Kenanga Research & Investment

LPI Capital Nhd - MCO Impact Negligible

kiasutrader
Publish date: Tue, 18 Aug 2020, 11:09 AM

1HFY20 NP of RM155m is within expectations as impact of the MCO in 2QFY20 was marginal. Gross earned premiums was resilient as is investment income with an added RM12m in capital gains. We reiterate our OP call with unchanged TP of RM15.90.

In line. 1HFY20 Core Net Profit (CNP) of RM155m made up 47%/51% of our/consensus full-year expectations. An interim DPS of 28.0 sen was declared (in line).

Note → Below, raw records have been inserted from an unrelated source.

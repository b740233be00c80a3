use crate::domain::order::{Order, OrderId};
use crate::domain::ports::{OrderStore, ProcessedEventStore};
use crate::error::{PaymentError, Result};
use crate::infrastructure::in_memory::check_successor;
use async_trait::async_trait;
use rocksdb::{ColumnFamily, ColumnFamilyDescriptor, DB, Options, WriteBatch};
use std::path::Path;
use std::sync::{Arc, Mutex, MutexGuard};

/// Column Family for order records, keyed by internal id.
pub const CF_ORDERS: &str = "orders";
/// Column Family mapping external order references to internal ids.
pub const CF_ORDER_REFS: &str = "order_refs";
/// Column Family of handled webhook event ids.
pub const CF_EVENTS: &str = "events";

const LOCK_STRIPES: usize = 64;

/// A persistent store implementation using RocksDB.
///
/// Orders and the order-reference index live in separate Column Families and are
/// always written together in one `WriteBatch`. Compare-and-set is serialised per
/// lock stripe, so writers to different orders rarely contend.
///
/// This struct is thread-safe (`Clone` shares the underlying `Arc<DB>`).
#[derive(Clone)]
pub struct RocksDbStore {
    db: Arc<DB>,
    stripes: Arc<Vec<Mutex<()>>>,
    insert_lock: Arc<Mutex<()>>,
}

impl RocksDbStore {
    /// Opens or creates a RocksDB instance at the specified path.
    ///
    /// Ensures that the required column families exist.
    pub fn open<P: AsRef<Path>>(path: P) -> Result<Self> {
        let mut opts = Options::default();
        opts.create_if_missing(true);
        opts.create_missing_column_families(true);

        let families = [CF_ORDERS, CF_ORDER_REFS, CF_EVENTS]
            .into_iter()
            .map(|name| ColumnFamilyDescriptor::new(name, Options::default()))
            .collect::<Vec<_>>();
        let db = DB::open_cf_descriptors(&opts, path, families)?;

        Ok(Self {
            db: Arc::new(db),
            stripes: Arc::new((0..LOCK_STRIPES).map(|_| Mutex::new(())).collect()),
            insert_lock: Arc::new(Mutex::new(())),
        })
    }

    fn cf(&self, name: &str) -> Result<&ColumnFamily> {
        self.db.cf_handle(name).ok_or_else(|| {
            PaymentError::InternalError(Box::new(std::io::Error::other(format!(
                "{name} column family not found"
            ))))
        })
    }

    fn stripe(&self, id: OrderId) -> Result<MutexGuard<'_, ()>> {
        let index = id.as_bytes()[15] as usize % self.stripes.len();
        self.stripes[index].lock().map_err(|_| poisoned())
    }

    fn read_order(&self, id: OrderId) -> Result<Option<Order>> {
        let cf = self.cf(CF_ORDERS)?;
        match self.db.get_pinned_cf(cf, id.as_bytes())? {
            Some(bytes) => Ok(Some(decode(&bytes)?)),
            None => Ok(None),
        }
    }
}

fn poisoned() -> PaymentError {
    PaymentError::InternalError(Box::new(std::io::Error::other("store lock poisoned")))
}

fn encode(order: &Order) -> Result<Vec<u8>> {
    serde_json::to_vec(order).map_err(|e| {
        PaymentError::InternalError(Box::new(std::io::Error::new(
            std::io::ErrorKind::InvalidData,
            format!("Serialization error: {}", e),
        )))
    })
}

fn decode(bytes: &[u8]) -> Result<Order> {
    serde_json::from_slice(bytes).map_err(|e| {
        PaymentError::InternalError(Box::new(std::io::Error::new(
            std::io::ErrorKind::InvalidData,
            format!("Deserialization error: {}", e),
        )))
    })
}

#[async_trait]
impl OrderStore for RocksDbStore {
    async fn insert(&self, order: Order) -> Result<()> {
        let _guard = self.insert_lock.lock().map_err(|_| poisoned())?;
        let orders = self.cf(CF_ORDERS)?;
        let refs = self.cf(CF_ORDER_REFS)?;

        if self.db.get_pinned_cf(orders, order.internal_id.as_bytes())?.is_some() {
            return Err(PaymentError::DuplicateOrder(order.internal_id.to_string()));
        }
        if self
            .db
            .get_pinned_cf(refs, order.external_order_ref.as_bytes())?
            .is_some()
        {
            return Err(PaymentError::DuplicateOrder(order.external_order_ref));
        }

        let mut batch = WriteBatch::default();
        batch.put_cf(orders, order.internal_id.as_bytes(), encode(&order)?);
        batch.put_cf(
            refs,
            order.external_order_ref.as_bytes(),
            order.internal_id.as_bytes(),
        );
        self.db.write(batch)?;
        Ok(())
    }

    async fn get(&self, id: OrderId) -> Result<Option<Order>> {
        self.read_order(id)
    }

    async fn get_by_order_ref(&self, order_ref: &str) -> Result<Option<Order>> {
        let refs = self.cf(CF_ORDER_REFS)?;
        let Some(raw_id) = self.db.get_pinned_cf(refs, order_ref.as_bytes())? else {
            return Ok(None);
        };
        let bytes: [u8; 16] = raw_id.as_ref().try_into().map_err(|_| {
            PaymentError::InternalError(Box::new(std::io::Error::other(format!(
                "corrupt index entry for {order_ref}"
            ))))
        })?;
        self.read_order(OrderId::from_bytes(bytes))
    }

    async fn get_by_payment_ref(&self, payment_ref: &str) -> Result<Option<Order>> {
        let handle = self.cf(CF_ORDERS)?;
        for item in self.db.iterator_cf(handle, rocksdb::IteratorMode::Start) {
            let (_key, value) = item?;
            let order = decode(&value)?;
            if order.external_payment_ref.as_deref() == Some(payment_ref) {
                return Ok(Some(order));
            }
        }
        Ok(None)
    }

    async fn compare_and_set(&self, id: OrderId, expected_version: u64, order: Order) -> Result<bool> {
        check_successor(id, expected_version, &order)?;
        let _guard = self.stripe(id)?;
        let Some(current) = self.read_order(id)? else {
            return Err(PaymentError::OrderNotFound(id.to_string()));
        };
        if current.version != expected_version {
            return Ok(false);
        }
        if current.external_order_ref != order.external_order_ref {
            return Err(PaymentError::ValidationError(
                "external order reference is immutable".to_string(),
            ));
        }
        self.db.put_cf(self.cf(CF_ORDERS)?, id.as_bytes(), encode(&order)?)?;
        Ok(true)
    }

    async fn all(&self) -> Result<Vec<Order>> {
        let handle = self.cf(CF_ORDERS)?;
        let mut orders = Vec::new();
        for item in self.db.iterator_cf(handle, rocksdb::IteratorMode::Start) {
            let (_key, value) = item?;
            orders.push(decode(&value)?);
        }
        orders.sort_by(|a, b| a.created_at.cmp(&b.created_at));
        Ok(orders)
    }
}

#[async_trait]
impl ProcessedEventStore for RocksDbStore {
    async fn contains(&self, event_id: &str) -> Result<bool> {
        let cf = self.cf(CF_EVENTS)?;
        Ok(self.db.get_pinned_cf(cf, event_id.as_bytes())?.is_some())
    }

    async fn mark_processed(&self, event_id: &str) -> Result<bool> {
        let _guard = self.insert_lock.lock().map_err(|_| poisoned())?;
        let cf = self.cf(CF_EVENTS)?;
        if self.db.get_pinned_cf(cf, event_id.as_bytes())?.is_some() {
            return Ok(false);
        }
        self.db.put_cf(cf, event_id.as_bytes(), b"")?;
        Ok(true)
    }
}

#[cfg(test)]
mod tests {
    use super::*;
    use crate::domain::order::{Amount, Currency, CustomerDetails};
    use crate::domain::status::PaymentStatus;
    use chrono::Utc;
    use rust_decimal_macros::dec;
    use tempfile::tempdir;

    fn order(order_ref: &str) -> Order {
        Order::open(
            order_ref.to_string(),
            Amount::new(dec!(100.0)).unwrap(),
            Currency::new("USD").unwrap(),
            CustomerDetails::default(),
            Utc::now(),
        )
    }

    #[tokio::test]
    async fn test_rocksdb_open_cf() {
        let dir = tempdir().unwrap();
        let store = RocksDbStore::open(dir.path()).expect("Failed to open RocksDB");

        assert!(store.db.cf_handle(CF_ORDERS).is_some());
        assert!(store.db.cf_handle(CF_ORDER_REFS).is_some());
        assert!(store.db.cf_handle(CF_EVENTS).is_some());
    }

    #[tokio::test]
    async fn test_rocksdb_order_store() {
        let dir = tempdir().unwrap();
        let store = RocksDbStore::open(dir.path()).unwrap();
        let order = order("order_1");

        store.insert(order.clone()).await.unwrap();
        assert!(matches!(
            store.insert(order.clone()).await,
            Err(PaymentError::DuplicateOrder(_))
        ));

        let by_ref = store.get_by_order_ref("order_1").await.unwrap().unwrap();
        assert_eq!(by_ref, order);

        assert!(store.get_by_payment_ref("pay_1").await.unwrap().is_none());
        let mut next = order.transition(PaymentStatus::Success, Utc::now()).unwrap();
        next.external_payment_ref = Some("pay_1".to_string());
        assert!(store.compare_and_set(order.internal_id, 0, next.clone()).await.unwrap());
        assert_eq!(store.get_by_payment_ref("pay_1").await.unwrap(), Some(next.clone()));
        let stale = order.transition(PaymentStatus::Failed, Utc::now()).unwrap();
        assert!(!store.compare_and_set(order.internal_id, 0, stale).await.unwrap());

        assert_eq!(store.get(order.internal_id).await.unwrap(), Some(next));
        assert_eq!(store.all().await.unwrap().len(), 1);
    }

    #[tokio::test]
    async fn test_rocksdb_reopen_keeps_orders_and_events() {
        let dir = tempdir().unwrap();
        let order = order("order_1");
        {
            let store = RocksDbStore::open(dir.path()).unwrap();
            store.insert(order.clone()).await.unwrap();
            assert!(store.mark_processed("evt_1").await.unwrap());
        }
        let store = RocksDbStore::open(dir.path()).unwrap();
        assert_eq!(store.get(order.internal_id).await.unwrap(), Some(order));
        assert!(store.contains("evt_1").await.unwrap());
        assert!(!store.mark_processed("evt_1").await.unwrap());
    }
}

YoY, 1HFY20 operating revenue of RM804m grew +3% on the back of resilient gross earned premiums (GEP) growing at a similar pace. The positive growth was underpinned by strong GEP performance from the Fire and Motor segment, growing at +2% and +6%, respectively. The marginal rise in Net Earned Premium (+0.2%) was due to a double dip in both Retention ratio and Combined ratio (with claims incurred ratio and net commission ratio falling by 160bps mitigated by management expenses seeing slight 50bps untick) which fell 190bps and 130bps to 65% and 72% respectively. Total revenue kept a similar pace to operating revenue given that investment income was resilient with +2% growth while commission income rebounded +18% with an added capital gains of RM12m for the period under review.

QoQ, as expected, saw dip in performance as total revenue fell marginally by 1% to RM308m. The fall was further compounded by a fall in investment income by 50%. On a positive note, GEP and NEP grew at +4% and +6%, respectively, owing to both Retention and Combined Ratio up by 140bps and 80bps to 66% and 72%, respectively. NEP for the quarter was driven by the Fire segment at +21%, (most likely riding on Public Bank growing its mortgage business with the RMCO in early June) - with the others registering negative growth. Net profit was flattish at RM77m due to commission and management expense falling 2% and 5%, respectively.

Risks manageable. Despite the uncertainties ahead with business and consumer confidence impacted by the on-going pandemic and economic woes, LPI believes the impact on claims will be relatively manageable. Though the other segments (motor, marine, aviation & transit, and miscellaneous) are more susceptible to volatile market conditions, we see LPI as having a more sustainable business model given its banca partnership with Public Bank.

Post results, our FY20E earnings are unchanged as results are in line.

Maintain OUTPERFORM with unchanged TP. Keeping earnings unchanged, our TP is unchanged at RM15.90 as we rollover our valuations to FY21E applying a 2.9x PBV (previously 3.0x FY20 PBV) valuation (implying a 5-year mean vs a 3-year mean previously). We believe the worst is over given the RMCO in June with recoveries expected in 2H20 underpinned by its Fire Segment. While LPI’s projected earnings growth (2-4%) may not be exciting, we find the stock attractive for its stable outlook and well-guarded business model amidst market volatilities. Furthermore, its 5% dividend yield could appeal to yield-seeking investors assuming the group maintains its 2-year historical pay-out of c.86%.

Risks to our call include: (i) lower premium underwritten, (ii) higher- than-expected claims, and (iii) higher-than-expected management expense ratio.